Answer and explanation;
-Phosphorous can be prepared from calcium phosphate by the following reaction: 2Ca3(PO4)2 + 6SiO2 + 10C -----> 6CaSi03 + P4 + 10CO
Phosphorite is a mineral that contains Ca3(PO4)2 plus other non phosphorous containing compounds.
-If the phosphorite sample is 75% Ca3(PO4)2 by mass, then;
mass of Ca3(PO4)2 is given by; 0.75 * (1000 g) = 750g
MM Ca3(PO4)2 = 310.19 g/mol
thus, Number of moles of Ca3(PO4)2;
= 750g / 310.19 g/mol
= 2.42 moles of Ca3(PO4)2 From the equation;
(2 mol Ca3(PO4)2 = 1 mol P4) Thus; moles of P4 will be;
=2.42 mol Ca3(PO4)2 * (1 mol P4 / 2 mol Ca3(PO4)2)

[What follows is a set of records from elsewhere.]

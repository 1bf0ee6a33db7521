//! Native slot representation
//!
//! A slot is one C ABI argument or return register: a scalar or a
//! pointer. Every descriptor lowers to zero or more slots.

use libffi::middle::Type;
use std::os::raw::c_void;

/// ABI type of a single native slot
#[derive(Debug, Clone, Copy, PartialEq, Eq, Hash)]
#[repr(u8)]
pub enum SlotType {
    Void,
    I8,
    I16,
    I32,
    I64,
    U8,
    U16,
    U32,
    U64,
    F32,
    F64,
    Pointer,
    /// `size_t`
    Size,
}

impl SlotType {
    /// Get size of type in bytes
    #[inline]
    pub const fn size(self) -> usize {
        match self {
            Self::Void => 0,
            Self::I8 | Self::U8 => 1,
            Self::I16 | Self::U16 => 2,
            Self::I32 | Self::U32 | Self::F32 => 4,
            Self::I64 | Self::U64 | Self::F64 => 8,
            Self::Pointer | Self::Size => core::mem::size_of::<usize>(),
        }
    }

    /// Get alignment requirement
    #[inline]
    pub const fn align(self) -> usize {
        self.size()
    }

    /// Check if type is integral
    #[inline]
    pub const fn is_integral(self) -> bool {
        matches!(
            self,
            Self::I8 | Self::I16 | Self::I32 | Self::I64 | Self::U8 | Self::U16 | Self::U32
                | Self::U64 | Self::Size
        )
    }

    #[inline]
    pub const fn is_signed(self) -> bool {
        matches!(self, Self::I8 | Self::I16 | Self::I32 | Self::I64)
    }

    /// Check if type is floating point
    #[inline]
    pub const fn is_float(self) -> bool {
        matches!(self, Self::F32 | Self::F64)
    }

    /// Inclusive integer range representable by this slot
    pub const fn int_range(self) -> (i128, i128) {
        match self {
            Self::I8 => (i8::MIN as i128, i8::MAX as i128),
            Self::I16 => (i16::MIN as i128, i16::MAX as i128),
            Self::I32 => (i32::MIN as i128, i32::MAX as i128),
            Self::I64 => (i64::MIN as i128, i64::MAX as i128),
            Self::U8 => (0, u8::MAX as i128),
            Self::U16 => (0, u16::MAX as i128),
            Self::U32 => (0, u32::MAX as i128),
            Self::U64 => (0, u64::MAX as i128),
            Self::Pointer | Self::Size => (0, usize::MAX as i128),
            Self::Void | Self::F32 | Self::F64 => (0, 0),
        }
    }

    /// libffi type for call interface construction
    pub fn ffi_type(self) -> Type {
        match self {
            Self::Void => Type::void(),
            Self::I8 => Type::i8(),
            Self::I16 => Type::i16(),
            Self::I32 => Type::i32(),
            Self::I64 => Type::i64(),
            Self::U8 => Type::u8(),
            Self::U16 => Type::u16(),
            Self::U32 => Type::u32(),
            Self::U64 => Type::u64(),
            Self::F32 => Type::f32(),
            Self::F64 => Type::f64(),
            Self::Pointer => Type::pointer(),
            Self::Size => Type::usize(),
        }
    }
}

/// Storage for one native slot (untagged union)
///
/// Every field starts at offset 0, so a pointer to the slot is a valid
/// pointer to whichever field was written last.
#[repr(C)]
pub union NativeSlot {
    pub i8: i8,
    pub i16: i16,
    pub i32: i32,
    pub i64: i64,
    pub u8: u8,
    pub u16: u16,
    pub u32: u32,
    pub u64: u64,
    pub f32: f32,
    pub f64: f64,
    pub ptr: *mut c_void,
    pub size: usize,
}

impl NativeSlot {
    /// All-zero slot (NULL, 0, 0.0, FALSE)
    #[inline]
    pub const fn zeroed() -> Self {
        Self { u64: 0 }
    }

    #[inline]
    pub fn from_ptr(ptr: *mut c_void) -> Self {
        let mut slot = Self::zeroed();
        slot.ptr = ptr;
        slot
    }

    #[inline]
    pub fn from_address(address: usize) -> Self {
        Self::from_ptr(address as *mut c_void)
    }

    /// Store an integer already range-checked against `ty`
    pub fn from_int(ty: SlotType, value: i128) -> Self {
        let mut slot = Self::zeroed();
        match ty {
            SlotType::I8 => slot.i8 = value as i8,
            SlotType::I16 => slot.i16 = value as i16,
            SlotType::I32 => slot.i32 = value as i32,
            SlotType::I64 => slot.i64 = value as i64,
            SlotType::U8 => slot.u8 = value as u8,
            SlotType::U16 => slot.u16 = value as u16,
            SlotType::U32 => slot.u32 = value as u32,
            SlotType::U64 => slot.u64 = value as u64,
            SlotType::Pointer | SlotType::Size => slot.size = value as usize,
            SlotType::F32 => slot.f32 = value as f32,
            SlotType::F64 => slot.f64 = value as f64,
            SlotType::Void => {}
        }
        slot
    }

    pub fn from_float(ty: SlotType, value: f64) -> Self {
        let mut slot = Self::zeroed();
        match ty {
            SlotType::F32 => slot.f32 = value as f32,
            _ => slot.f64 = value,
        }
        slot
    }

    /// Read the slot as an integer of type `ty`
    pub fn int_value(&self, ty: SlotType) -> i128 {
        // SAFETY: every bit pattern is a valid integer
        unsafe {
            match ty {
                SlotType::I8 => self.i8 as i128,
                SlotType::I16 => self.i16 as i128,
                SlotType::I32 => self.i32 as i128,
                SlotType::I64 => self.i64 as i128,
                SlotType::U8 => self.u8 as i128,
                SlotType::U16 => self.u16 as i128,
                SlotType::U32 => self.u32 as i128,
                SlotType::U64 => self.u64 as i128,
                SlotType::Pointer | SlotType::Size => self.size as i128,
                SlotType::F32 => self.f32 as i128,
                SlotType::F64 => self.f64 as i128,
                SlotType::Void => 0,
            }
        }
    }

    pub fn float_value(&self, ty: SlotType) -> f64 {
        // SAFETY: every bit pattern is a valid float
        unsafe {
            match ty {
                SlotType::F32 => self.f32 as f64,
                _ => self.f64,
            }
        }
    }

    #[inline]
    pub fn address(&self) -> usize {
        // SAFETY: every bit pattern is a valid usize
        unsafe { self.size }
    }

    #[inline]
    pub fn as_ptr(&self) -> *mut c_void {
        self.address() as *mut c_void
    }

    /// Load a slot of type `ty` from raw memory
    ///
    /// # Safety
    /// `src` must be valid for reads of `ty.size()` bytes
    pub unsafe fn load(ty: SlotType, src: *const u8) -> Self {
        let mut slot = Self::zeroed();
        core::ptr::copy_nonoverlapping(src, &mut slot as *mut Self as *mut u8, ty.size());
        slot
    }

    /// Store this slot's `ty`-sized contents into raw memory
    ///
    /// # Safety
    /// `dst` must be valid for writes of `ty.size()` bytes
    pub unsafe fn store(&self, ty: SlotType, dst: *mut u8) {
        core::ptr::copy_nonoverlapping(self as *const Self as *const u8, dst, ty.size());
    }
}

impl Default for NativeSlot {
    #[inline]
    fn default() -> Self {
        Self::zeroed()
    }
}

// Manual implementations for Copy, Clone, and Debug since union doesn't auto-derive
impl Copy for NativeSlot {}
impl Clone for NativeSlot {
    #[inline]
    fn clone(&self) -> Self {
        *self
    }
}

impl core::fmt::Debug for NativeSlot {
    fn fmt(&self, f: &mut core::fmt::Formatter<'_>) -> core::fmt::Result {
        write!(f, "NativeSlot({:#018x})", unsafe { self.u64 })
    }
}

= 1.21 moles of P4 Mass of P4 will be;
=1.21 mol P4 * ( 4 x 30.974) g/mol
= 1.21 mol P4 * 123.896 g/mol
= 150 g P4. (2 sf)
Hence;
1.5 x10^(2) g P4 are produced from 1.0 kg Phosphorite mineral containing 75% Ca3(PO4)2.